# Task item
Every entry must be output exactly as it is written.

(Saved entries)

◆ ◆ ◆ ◆

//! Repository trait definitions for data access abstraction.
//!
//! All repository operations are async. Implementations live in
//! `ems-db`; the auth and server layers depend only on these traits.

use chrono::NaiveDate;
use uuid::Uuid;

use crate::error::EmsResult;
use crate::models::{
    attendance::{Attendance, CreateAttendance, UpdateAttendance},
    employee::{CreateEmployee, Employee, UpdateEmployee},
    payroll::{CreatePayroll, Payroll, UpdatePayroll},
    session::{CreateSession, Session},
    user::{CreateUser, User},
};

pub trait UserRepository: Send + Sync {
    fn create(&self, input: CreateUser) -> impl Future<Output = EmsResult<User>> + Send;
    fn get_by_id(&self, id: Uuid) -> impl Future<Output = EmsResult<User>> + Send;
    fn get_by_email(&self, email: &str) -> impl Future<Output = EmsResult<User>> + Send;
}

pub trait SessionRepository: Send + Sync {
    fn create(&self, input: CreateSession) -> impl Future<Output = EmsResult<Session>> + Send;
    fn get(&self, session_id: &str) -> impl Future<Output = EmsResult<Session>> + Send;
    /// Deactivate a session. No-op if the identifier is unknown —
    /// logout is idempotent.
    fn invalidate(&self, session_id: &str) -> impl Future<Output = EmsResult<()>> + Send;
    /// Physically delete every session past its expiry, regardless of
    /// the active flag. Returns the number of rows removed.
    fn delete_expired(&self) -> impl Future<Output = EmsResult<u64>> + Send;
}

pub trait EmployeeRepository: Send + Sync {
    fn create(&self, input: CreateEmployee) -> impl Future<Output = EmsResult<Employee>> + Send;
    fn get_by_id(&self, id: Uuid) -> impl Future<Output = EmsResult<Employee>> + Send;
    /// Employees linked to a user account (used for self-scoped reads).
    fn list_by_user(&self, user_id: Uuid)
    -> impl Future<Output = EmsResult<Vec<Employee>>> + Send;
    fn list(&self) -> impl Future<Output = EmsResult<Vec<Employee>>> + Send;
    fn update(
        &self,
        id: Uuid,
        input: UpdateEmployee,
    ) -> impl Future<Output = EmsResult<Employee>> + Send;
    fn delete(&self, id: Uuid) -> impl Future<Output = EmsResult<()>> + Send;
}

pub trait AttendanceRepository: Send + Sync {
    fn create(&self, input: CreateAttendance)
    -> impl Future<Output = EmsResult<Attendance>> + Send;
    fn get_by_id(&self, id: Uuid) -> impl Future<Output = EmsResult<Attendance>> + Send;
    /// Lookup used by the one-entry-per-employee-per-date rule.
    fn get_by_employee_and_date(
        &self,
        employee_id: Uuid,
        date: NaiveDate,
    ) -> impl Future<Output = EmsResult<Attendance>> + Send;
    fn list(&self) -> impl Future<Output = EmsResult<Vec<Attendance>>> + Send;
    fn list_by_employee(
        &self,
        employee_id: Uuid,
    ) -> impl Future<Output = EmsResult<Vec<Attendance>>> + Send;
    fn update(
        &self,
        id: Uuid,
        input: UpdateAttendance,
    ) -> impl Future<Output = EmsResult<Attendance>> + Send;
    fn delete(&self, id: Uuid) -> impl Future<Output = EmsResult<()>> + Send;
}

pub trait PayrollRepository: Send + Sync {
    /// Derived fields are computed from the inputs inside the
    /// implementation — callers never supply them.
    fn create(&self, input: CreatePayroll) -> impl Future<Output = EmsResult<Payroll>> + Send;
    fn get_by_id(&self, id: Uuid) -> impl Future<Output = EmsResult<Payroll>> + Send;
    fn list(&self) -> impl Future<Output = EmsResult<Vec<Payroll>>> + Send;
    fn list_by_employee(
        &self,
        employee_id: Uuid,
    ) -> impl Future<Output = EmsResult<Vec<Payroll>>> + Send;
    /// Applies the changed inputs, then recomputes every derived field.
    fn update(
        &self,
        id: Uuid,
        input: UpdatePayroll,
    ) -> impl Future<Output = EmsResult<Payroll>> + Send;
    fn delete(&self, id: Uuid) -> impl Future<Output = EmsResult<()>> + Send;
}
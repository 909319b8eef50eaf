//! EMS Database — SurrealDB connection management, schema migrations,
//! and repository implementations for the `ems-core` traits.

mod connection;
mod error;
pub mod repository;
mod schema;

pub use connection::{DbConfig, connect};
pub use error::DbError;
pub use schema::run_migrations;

◆ ◆ ◆ ◆

# Written response
//! Repository trait definitions for data access abstraction.
//!
//! All repository operations are async. Implementations live in
//! `ems-db`; the auth and server layers depend only on these traits.

use chrono::NaiveDate;
use uuid::Uuid;

use crate::error::EmsResult;
use crate::models::{
    attendance::{Attendance, CreateAttendance, UpdateAttendance},
    employee::{CreateEmployee, Employee, UpdateEmployee},
    payroll::{CreatePayroll, Payroll, UpdatePayroll},
    session::{CreateSession, Session},
    user::{CreateUser, User},
};

pub trait UserRepository: Send + Sync {
    fn create(&self, input: CreateUser) -> impl Future<Output = EmsResult<User>> + Send;
    fn get_by_id(&self, id: Uuid) -> impl Future<Output = EmsResult<User>> + Send;
    fn get_by_email(&self, email: &str) -> impl Future<Output = EmsResult<User>> + Send;
}

pub trait SessionRepository: Send + Sync {
    fn create(&self, input: CreateSession) -> impl Future<Output = EmsResult<Session>> + Send;
    fn get(&self, session_id: &str) -> impl Future<Output = EmsResult<Session>> + Send;
    /// Deactivate a session. No-op if the identifier is unknown —
    /// logout is idempotent.
    fn invalidate(&self, session_id: &str) -> impl Future<Output = EmsResult<()>> + Send;
    /// Physically delete every session past its expiry, regardless of
    /// the active flag. Returns the number of rows removed.
    fn delete_expired(&self) -> impl Future<Output = EmsResult<u64>> + Send;
}

pub trait EmployeeRepository: Send + Sync {
    fn create(&self, input: CreateEmployee) -> impl Future<Output = EmsResult<Employee>> + Send;
    fn get_by_id(&self, id: Uuid) -> impl Future<Output = EmsResult<Employee>> + Send;
    /// Employees linked to a user account (used for self-scoped reads).
    fn list_by_user(&self, user_id: Uuid)
    -> impl Future<Output = EmsResult<Vec<Employee>>> + Send;
    fn list(&self) -> impl Future<Output = EmsResult<Vec<Employee>>> + Send;
    fn update(
        &self,
        id: Uuid,
        input: UpdateEmployee,
    ) -> impl Future<Output = EmsResult<Employee>> + Send;
    fn delete(&self, id: Uuid) -> impl Future<Output = EmsResult<()>> + Send;
}

pub trait AttendanceRepository: Send + Sync {
    fn create(&self, input: CreateAttendance)
    -> impl Future<Output = EmsResult<Attendance>> + Send;
    fn get_by_id(&self, id: Uuid) -> impl Future<Output = EmsResult<Attendance>> + Send;
    /// Lookup used by the one-entry-per-employee-per-date rule.
    fn get_by_employee_and_date(
        &self,
        employee_id: Uuid,
        date: NaiveDate,
    ) -> impl Future<Output = EmsResult<Attendance>> + Send;
    fn list(&self) -> impl Future<Output = EmsResult<Vec<Attendance>>> + Send;
    fn list_by_employee(
        &self,
        employee_id: Uuid,
    ) -> impl Future<Output = EmsResult<Vec<Attendance>>> + Send;
    fn update(
        &self,
        id: Uuid,
        input: UpdateAttendance,
    ) -> impl Future<Output = EmsResult<Attendance>> + Send;
    fn delete(&self, id: Uuid) -> impl Future<Output = EmsResult<()>> + Send;
}

pub trait PayrollRepository: Send + Sync {
    /// Derived fields are computed from the inputs inside the
    /// implementation — callers never supply them.
    fn create(&self, input: CreatePayroll) -> impl Future<Output = EmsResult<Payroll>> + Send;
    fn get_by_id(&self, id: Uuid) -> impl Future<Output = EmsResult<Payroll>> + Send;
    fn list(&self) -> impl Future<Output = EmsResult<Vec<Payroll>>> + Send;
    fn list_by_employee(
        &self,
        employee_id: Uuid,
    ) -> impl Future<Output = EmsResult<Vec<Payroll>>> + Send;
    /// Applies the changed inputs, then recomputes every derived field.
    fn update(
        &self,
        id: Uuid,
        input: UpdatePayroll,
    ) -> impl Future<Output = EmsResult<Payroll>> + Send;
    fn delete(&self, id: Uuid) -> impl Future<Output = EmsResult<()>> + Send;
}
repository 909319b8eef50eaf
//! EMS Database — SurrealDB connection management, schema migrations,
//! and repository implementations for the `ems-core` traits.

mod connection;
mod error;
pub mod repository;
mod schema;

pub use connection::{DbConfig, connect};
pub use error::DbError;
pub use schema::run_migrations;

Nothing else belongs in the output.